Dataset entries
------------------------------
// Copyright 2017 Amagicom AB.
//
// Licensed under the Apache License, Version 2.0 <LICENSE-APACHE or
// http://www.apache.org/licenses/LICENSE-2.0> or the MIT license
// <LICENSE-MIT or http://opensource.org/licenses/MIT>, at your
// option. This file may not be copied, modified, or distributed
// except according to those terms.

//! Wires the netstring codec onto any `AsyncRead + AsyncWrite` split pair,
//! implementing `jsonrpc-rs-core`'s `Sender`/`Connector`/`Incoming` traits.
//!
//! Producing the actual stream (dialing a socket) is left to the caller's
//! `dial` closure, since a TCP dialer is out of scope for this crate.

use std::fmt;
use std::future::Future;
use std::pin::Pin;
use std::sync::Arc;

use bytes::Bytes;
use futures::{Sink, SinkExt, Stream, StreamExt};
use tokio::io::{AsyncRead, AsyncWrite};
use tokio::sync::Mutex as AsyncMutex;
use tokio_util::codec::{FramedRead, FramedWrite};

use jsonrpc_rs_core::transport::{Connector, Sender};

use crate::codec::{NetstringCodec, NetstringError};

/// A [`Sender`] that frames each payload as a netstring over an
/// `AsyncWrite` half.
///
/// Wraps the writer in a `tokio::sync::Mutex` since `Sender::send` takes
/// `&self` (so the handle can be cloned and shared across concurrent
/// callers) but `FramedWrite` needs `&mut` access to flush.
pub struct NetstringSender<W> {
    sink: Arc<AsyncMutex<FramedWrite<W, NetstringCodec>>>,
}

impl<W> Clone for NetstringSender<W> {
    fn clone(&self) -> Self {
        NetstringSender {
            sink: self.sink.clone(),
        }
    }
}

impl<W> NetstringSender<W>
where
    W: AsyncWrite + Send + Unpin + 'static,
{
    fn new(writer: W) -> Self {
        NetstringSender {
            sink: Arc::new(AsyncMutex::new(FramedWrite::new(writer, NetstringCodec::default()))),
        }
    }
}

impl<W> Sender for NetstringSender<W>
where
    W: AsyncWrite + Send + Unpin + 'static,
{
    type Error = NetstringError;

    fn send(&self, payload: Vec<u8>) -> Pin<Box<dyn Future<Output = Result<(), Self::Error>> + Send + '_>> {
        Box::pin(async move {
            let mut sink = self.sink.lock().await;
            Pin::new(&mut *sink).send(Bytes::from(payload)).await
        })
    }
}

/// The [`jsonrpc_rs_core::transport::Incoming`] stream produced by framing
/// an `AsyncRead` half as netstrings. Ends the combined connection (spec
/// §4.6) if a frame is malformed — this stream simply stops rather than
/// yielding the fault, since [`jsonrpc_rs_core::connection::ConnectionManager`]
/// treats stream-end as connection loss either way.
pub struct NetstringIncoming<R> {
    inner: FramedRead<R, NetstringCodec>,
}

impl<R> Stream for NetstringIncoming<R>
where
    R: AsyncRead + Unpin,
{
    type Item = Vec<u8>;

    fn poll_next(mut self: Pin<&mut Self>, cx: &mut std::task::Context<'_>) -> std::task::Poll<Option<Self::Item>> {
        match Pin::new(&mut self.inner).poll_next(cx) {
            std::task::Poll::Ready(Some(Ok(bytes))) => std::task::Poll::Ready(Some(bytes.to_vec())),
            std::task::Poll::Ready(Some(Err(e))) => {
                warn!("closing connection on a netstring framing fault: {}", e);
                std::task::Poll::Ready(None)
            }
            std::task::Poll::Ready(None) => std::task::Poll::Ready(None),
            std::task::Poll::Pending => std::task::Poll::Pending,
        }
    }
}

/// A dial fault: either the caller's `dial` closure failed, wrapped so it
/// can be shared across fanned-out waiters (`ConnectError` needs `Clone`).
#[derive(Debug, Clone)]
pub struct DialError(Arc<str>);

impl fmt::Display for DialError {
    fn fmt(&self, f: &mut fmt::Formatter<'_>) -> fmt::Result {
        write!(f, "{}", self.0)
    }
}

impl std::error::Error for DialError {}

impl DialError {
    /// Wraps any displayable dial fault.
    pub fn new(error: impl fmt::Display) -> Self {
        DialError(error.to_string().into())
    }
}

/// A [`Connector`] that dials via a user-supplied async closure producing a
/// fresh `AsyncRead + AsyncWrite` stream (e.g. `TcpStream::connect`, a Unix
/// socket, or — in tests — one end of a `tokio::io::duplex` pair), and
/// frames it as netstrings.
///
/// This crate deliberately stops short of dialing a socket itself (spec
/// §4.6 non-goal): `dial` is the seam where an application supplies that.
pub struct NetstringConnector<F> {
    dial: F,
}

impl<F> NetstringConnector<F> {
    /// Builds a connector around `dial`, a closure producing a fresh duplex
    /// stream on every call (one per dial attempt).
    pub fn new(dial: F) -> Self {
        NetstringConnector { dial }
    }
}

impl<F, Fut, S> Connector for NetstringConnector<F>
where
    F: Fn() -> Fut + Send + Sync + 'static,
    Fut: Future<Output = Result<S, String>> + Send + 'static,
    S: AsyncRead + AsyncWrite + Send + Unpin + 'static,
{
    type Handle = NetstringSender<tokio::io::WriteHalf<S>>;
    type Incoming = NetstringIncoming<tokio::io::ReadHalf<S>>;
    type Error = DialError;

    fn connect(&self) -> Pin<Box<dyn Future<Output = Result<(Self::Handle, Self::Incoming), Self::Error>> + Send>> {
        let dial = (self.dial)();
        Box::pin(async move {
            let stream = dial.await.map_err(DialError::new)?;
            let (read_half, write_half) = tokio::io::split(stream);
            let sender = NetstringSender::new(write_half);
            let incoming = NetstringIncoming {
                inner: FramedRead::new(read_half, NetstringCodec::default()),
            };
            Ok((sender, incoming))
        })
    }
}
------------------------------
* What you have to do
Which lines should be output? Exactly those from the first line of the data through the line containing "http://opensource.org/licenses/MIT>, at your", inclusive.

* Answer section
// Copyright 2017 Amagicom AB.
//
// Licensed under the Apache License, Version 2.0 <LICENSE-APACHE or
// http://www.apache.org/licenses/LICENSE-2.0> or the MIT license
// <LICENSE-MIT or http://opensource.org/licenses/MIT>, at your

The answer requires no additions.